Part of the drummer's job is to know when something is the engineer's job. :)

Bermuda
Bermuda, don't you think that the room and mic placement has alot to do with getting drums to sound a certain way, sometimes even more than processing or tuning? I know in the studio that I do most of my session work in, if I muffled the batter and resonant heads of my toms and recorded them, they would sound like crap, or at least crap to me. That also would translate into not being very inspired while playing a crappy sounding kit in the studio, making the session less than enjoyable. I'm not saying that we should have awesome sounding drums 100% of the time, I'm just saying that I think there are other variables to take into consideration in getting a drum sound before you go slapping the duct tape on. I've heard wide open toms getting the same end result as muffled toms due to the mic placement, room ambience, processing, etc. Would you agree?
 

bermuda

Drummerworld Pro Drummer - Administrator
Staff member
cdrums21 said:
Bermuda, don't you think that the room and mic placement has alot to do with getting drums to sound a certain way, sometimes even more than processing or tuning?
Yep - that's the engineer's job. I can't tune the drums to make a room sound... I can only estimate what they'll need to sound like if the close mic and room mics are blended.

cdrums21 said:
I'm not saying that we should have awesome sounding drums 100% of the time, I'm just saying that I think there are other variables to take into consideration in getting a drum sound before you go slapping the duct tape on. I've heard wide open toms getting the same end result as muffled toms due to the mic placement, room ambience, processing, etc. Would you agree?
Not completely, no. As I pointed out earlier in this thread, muffling does more than simply control ring. It accentuates the fundamental (by diminishing the harmonics) and produces a different sound than the same drum, wide open, with the resonance gated out.

Not every drum sound needs to start out open, just as not every sound is benefitted by muffling. I never assume that either is correct until the time comes to decide what sound I'm going for (or have been directed to go for.) Starting from a position of 'toms need to be wide open, and only muffled if absolutely necessary' is a real pitfall. Sometimes the sound needed can only be achieved with some muffling, and those are sounds that cannot be extracted from an open tom... they need to be created with some padding.

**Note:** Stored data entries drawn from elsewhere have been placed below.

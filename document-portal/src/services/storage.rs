use crate::error::PortalError;
use async_trait::async_trait;
use std::fmt;
use std::path::{Path, PathBuf};
use tokio::fs;
use uuid::Uuid;

const MIB: u64 = 1024 * 1024;

/// Logical bucket inside the object store.
#[derive(Debug, Clone, Copy, PartialEq, Eq)]
pub enum Bucket {
    Thumbnails,
    Documents,
}

impl Bucket {
    pub fn as_str(&self) -> &'static str {
        match self {
            Bucket::Thumbnails => "thumbnails",
            Bucket::Documents => "documents",
        }
    }
}

/// What an uploaded file is for; decides bucket and size limit.
#[derive(Debug, Clone, Copy, PartialEq, Eq)]
pub enum UploadClass {
    Thumbnail,
    Document,
}

impl UploadClass {
    pub fn bucket(&self) -> Bucket {
        match self {
            UploadClass::Thumbnail => Bucket::Thumbnails,
            UploadClass::Document => Bucket::Documents,
        }
    }

    pub fn limit_mib(&self) -> u64 {
        match self {
            UploadClass::Thumbnail => 10,
            UploadClass::Document => 40,
        }
    }

    pub fn max_bytes(&self) -> u64 {
        self.limit_mib() * MIB
    }
}

impl fmt::Display for UploadClass {
    fn fmt(&self, f: &mut fmt::Formatter<'_>) -> fmt::Result {
        match self {
            UploadClass::Thumbnail => f.write_str("thumbnail"),
            UploadClass::Document => f.write_str("document"),
        }
    }
}

impl std::str::FromStr for UploadClass {
    type Err = String;

    fn from_str(s: &str) -> Result<Self, Self::Err> {
        match s.to_lowercase().as_str() {
            "thumbnail" => Ok(UploadClass::Thumbnail),
            "document" => Ok(UploadClass::Document),
            _ => Err(format!("Invalid upload class: {}", s)),
        }
    }
}

/// A file chosen for upload.
#[derive(Debug, Clone)]
pub struct FileUpload {
    pub file_name: String,
    pub data: Vec<u8>,
}

impl FileUpload {
    pub fn size(&self) -> u64 {
        self.data.len() as u64
    }

    /// Randomized object name that keeps the original extension, so two
    /// uploads of `laporan.pdf` never collide.
    pub fn object_name(&self) -> String {
        let extension = Path::new(&self.file_name)
            .extension()
            .and_then(|ext| ext.to_str())
            .filter(|ext| !ext.is_empty() && ext.chars().all(|c| c.is_ascii_alphanumeric()))
            .map(|ext| ext.to_ascii_lowercase())
            .unwrap_or_else(|| "bin".to_string());

        format!("{}.{}", Uuid::new_v4(), extension)
    }
}

/// URL under which a stored object is publicly reachable.
#[derive(Debug, Clone, PartialEq, Eq)]
pub struct PublicUrl(pub String);

impl fmt::Display for PublicUrl {
    fn fmt(&self, f: &mut fmt::Formatter<'_>) -> fmt::Result {
        f.write_str(&self.0)
    }
}

#[async_trait]
pub trait ObjectStore: Send + Sync {
    async fn put(&self, bucket: Bucket, name: &str, data: Vec<u8>) -> Result<PublicUrl, PortalError>;
    async fn delete(&self, bucket: Bucket, name: &str) -> Result<(), PortalError>;
}

fn check_object_name(name: &str) -> Result<(), PortalError> {
    if name.is_empty() || name.contains('/') || name.contains('\\') || name.contains("..") {
        return Err(PortalError::Validation(format!("Invalid object name: {}", name)));
    }
    Ok(())
}

/// Filesystem-backed store. Objects land in `{base_path}/{bucket}/{name}` and
/// are served by the portal under `{public_base_url}/{bucket}/{name}`.
pub struct LocalObjectStore {
    base_path: PathBuf,
    public_base_url: String,
}

impl LocalObjectStore {
    pub async fn new(
        base_path: impl Into<PathBuf>,
        public_base_url: impl Into<String>,
    ) -> Result<Self, PortalError> {
        let base_path = base_path.into();
        if !base_path.exists() {
            fs::create_dir_all(&base_path).await?;
        }
        Ok(Self {
            base_path,
            public_base_url: public_base_url.into().trim_end_matches('/').to_string(),
        })
    }

    pub fn base_path(&self) -> &Path {
        &self.base_path
    }
}

#[async_trait]
impl ObjectStore for LocalObjectStore {
    async fn put(&self, bucket: Bucket, name: &str, data: Vec<u8>) -> Result<PublicUrl, PortalError> {
        check_object_name(name)?;

        let dir = self.base_path.join(bucket.as_str());
        fs::create_dir_all(&dir).await?;
        fs::write(dir.join(name), data).await.map_err(|e| {
            tracing::error!(bucket = bucket.as_str(), name = %name, "Failed to write object: {}", e);
            PortalError::from(e)
        })?;

        Ok(PublicUrl(format!(
            "{}/{}/{}",
            self.public_base_url,
            bucket.as_str(),
            name
        )))
    }

    async fn delete(&self, bucket: Bucket, name: &str) -> Result<(), PortalError> {
        check_object_name(name)?;

        let path = self.base_path.join(bucket.as_str()).join(name);
        match fs::remove_file(&path).await {
            Ok(()) => Ok(()),
            Err(e) if e.kind() == std::io::ErrorKind::NotFound => Ok(()),
            Err(e) => Err(e.into()),
        }
    }
}

#[cfg(test)]
mod tests {
    use super::*;

    fn temp_dir() -> PathBuf {
        PathBuf::from(format!("target/test-storage-{}", Uuid::new_v4()))
    }

    #[test]
    fn limits_follow_upload_class() {
        assert_eq!(UploadClass::Thumbnail.max_bytes(), 10 * 1024 * 1024);
        assert_eq!(UploadClass::Document.max_bytes(), 40 * 1024 * 1024);
        assert_eq!(UploadClass::Thumbnail.bucket(), Bucket::Thumbnails);
        assert_eq!(UploadClass::Document.bucket(), Bucket::Documents);
    }

    #[test]
    fn object_names_are_random_and_keep_extension() {
        let upload = FileUpload {
            file_name: "Laporan Akhir.PDF".to_string(),
            data: vec![],
        };
        let first = upload.object_name();
        let second = upload.object_name();

        assert!(first.ends_with(".pdf"));
        assert_ne!(first, second);
    }

    #[test]
    fn odd_extensions_fall_back_to_bin() {
        let upload = FileUpload {
            file_name: "noext".to_string(),
            data: vec![],
        };
        assert!(upload.object_name().ends_with(".bin"));
    }

    #[tokio::test]
    async fn local_store_writes_and_returns_public_url() {
        let dir = temp_dir();
        let store = LocalObjectStore::new(&dir, "http://localhost:8080/files/")
            .await
            .unwrap();

        let url = store.put(Bucket::Documents, "abc.pdf", vec![1, 2, 3]).await.unwrap();

        assert_eq!(url.0, "http://localhost:8080/files/documents/abc.pdf");
        let written = tokio::fs::read(dir.join("documents").join("abc.pdf")).await.unwrap();
        assert_eq!(written, vec![1, 2, 3]);

        let _ = tokio::fs::remove_dir_all(&dir).await;
    }

    #[tokio::test]
    async fn local_store_deletes_objects() {
        let dir = temp_dir();
        let store = LocalObjectStore::new(&dir, "http://localhost/files").await.unwrap();
        store.put(Bucket::Thumbnails, "cover.png", vec![9]).await.unwrap();

        store.delete(Bucket::Thumbnails, "cover.png").await.unwrap();

        assert!(!dir.join("thumbnails").join("cover.png").exists());
        // Already gone is not an error.
        store.delete(Bucket::Thumbnails, "cover.png").await.unwrap();

        let _ = tokio::fs::remove_dir_all(&dir).await;
    }

    #[tokio::test]
    async fn local_store_rejects_path_traversal() {
        let dir = temp_dir();
        let store = LocalObjectStore::new(&dir, "http://localhost/files").await.unwrap();

        let result = store.put(Bucket::Thumbnails, "../escape.png", vec![0]).await;
        assert!(matches!(result, Err(PortalError::Validation(_))));

        let _ = tokio::fs::remove_dir_all(&dir).await;
    }
}
mod common;

use common::{titles, TestApp};
use serde_json::json;

#[tokio::test]
async fn fresh_visitor_sees_all_eksternal_documents_newest_first() {
    let app = TestApp::spawn_without_gate().await;

    let catalog = app.catalog().await;

    assert_eq!(catalog["state"], "ok");
    assert_eq!(
        titles(&catalog),
        vec![
            "Regulasi Program Makan Bergizi Gratis 2025",
            "Infografis Tren Industri",
            "Tutorial Excel Advanced",
        ]
    );

    app.cleanup().await;
}

#[tokio::test]
async fn session_defaults_are_public_and_unfiltered() {
    let app = TestApp::spawn_without_gate().await;

    let session: serde_json::Value = app
        .client
        .get(app.url("/api/session"))
        .send()
        .await
        .unwrap()
        .json()
        .await
        .unwrap();

    assert_eq!(session["searchTerm"], "");
    assert_eq!(session["selectedCategory"], "All");
    assert_eq!(session["selectedSection"], "Eksternal");
    assert_eq!(session["internalUnlocked"], false);

    app.cleanup().await;
}

#[tokio::test]
async fn category_filter_narrows_the_catalog() {
    let app = TestApp::spawn_without_gate().await;

    let response = app.patch_session(json!({ "selectedCategory": "Memo" })).await;
    assert_eq!(response.status(), 200);

    let catalog = app.catalog().await;
    assert_eq!(
        titles(&catalog),
        vec!["Infografis Tren Industri", "Tutorial Excel Advanced"]
    );

    app.cleanup().await;
}

#[tokio::test]
async fn search_matches_title_or_description_case_insensitively() {
    let app = TestApp::spawn_without_gate().await;

    app.patch_session(json!({ "searchTerm": "EXCEL" })).await;
    assert_eq!(titles(&app.catalog().await), vec!["Tutorial Excel Advanced"]);

    app.patch_session(json!({ "searchTerm": "keputusan" })).await;
    assert_eq!(
        titles(&app.catalog().await),
        vec!["Regulasi Program Makan Bergizi Gratis 2025"]
    );

    app.cleanup().await;
}

#[tokio::test]
async fn no_match_renders_the_empty_state() {
    let app = TestApp::spawn_without_gate().await;

    app.patch_session(json!({ "searchTerm": "tidak ada yang cocok" })).await;
    let catalog = app.catalog().await;

    assert_eq!(catalog["state"], "empty");
    assert_eq!(catalog["documents"], json!([]));
    assert_eq!(catalog["message"], "Tidak ada dokumen ditemukan");

    app.cleanup().await;
}

#[tokio::test]
async fn internal_section_is_locked_until_unlocked() {
    let app = TestApp::spawn_without_gate().await;

    app.patch_session(json!({ "selectedSection": "Internal" })).await;
    let catalog = app.catalog().await;

    assert_eq!(catalog["state"], "locked");
    assert_eq!(catalog["documents"], json!([]));

    app.cleanup().await;
}

#[tokio::test]
async fn unknown_category_is_rejected() {
    let app = TestApp::spawn_without_gate().await;

    let response = app.patch_session(json!({ "selectedCategory": "Rahasia" })).await;
    assert_eq!(response.status(), 422);

    let session: serde_json::Value = app
        .client
        .get(app.url("/api/session"))
        .send()
        .await
        .unwrap()
        .json()
        .await
        .unwrap();
    assert_eq!(session["selectedCategory"], "All");

    app.cleanup().await;
}

#[tokio::test]
async fn categories_are_listed_in_display_order() {
    let app = TestApp::spawn_without_gate().await;

    let body: serde_json::Value = app
        .client
        .get(app.url("/api/categories"))
        .send()
        .await
        .unwrap()
        .json()
        .await
        .unwrap();

    assert_eq!(body["categories"], json!(["All", "Panduan", "Data", "Memo"]));
    assert_eq!(body["sections"], json!(["Internal", "Eksternal"]));

    app.cleanup().await;
}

With respect to the Brayn Adams tom sounds, the ambience - undoubtedly digital - has more to do with the sound than the tuning. In order to make it work, the toms need to be punchy, not ringy. It's possible that they gated open toms and then added verb, but in that era, gating was used differently (think Tony Thompson & Power Station) so I doubt that's what they did. At least, it's not what I would expect was done given the resulting sound.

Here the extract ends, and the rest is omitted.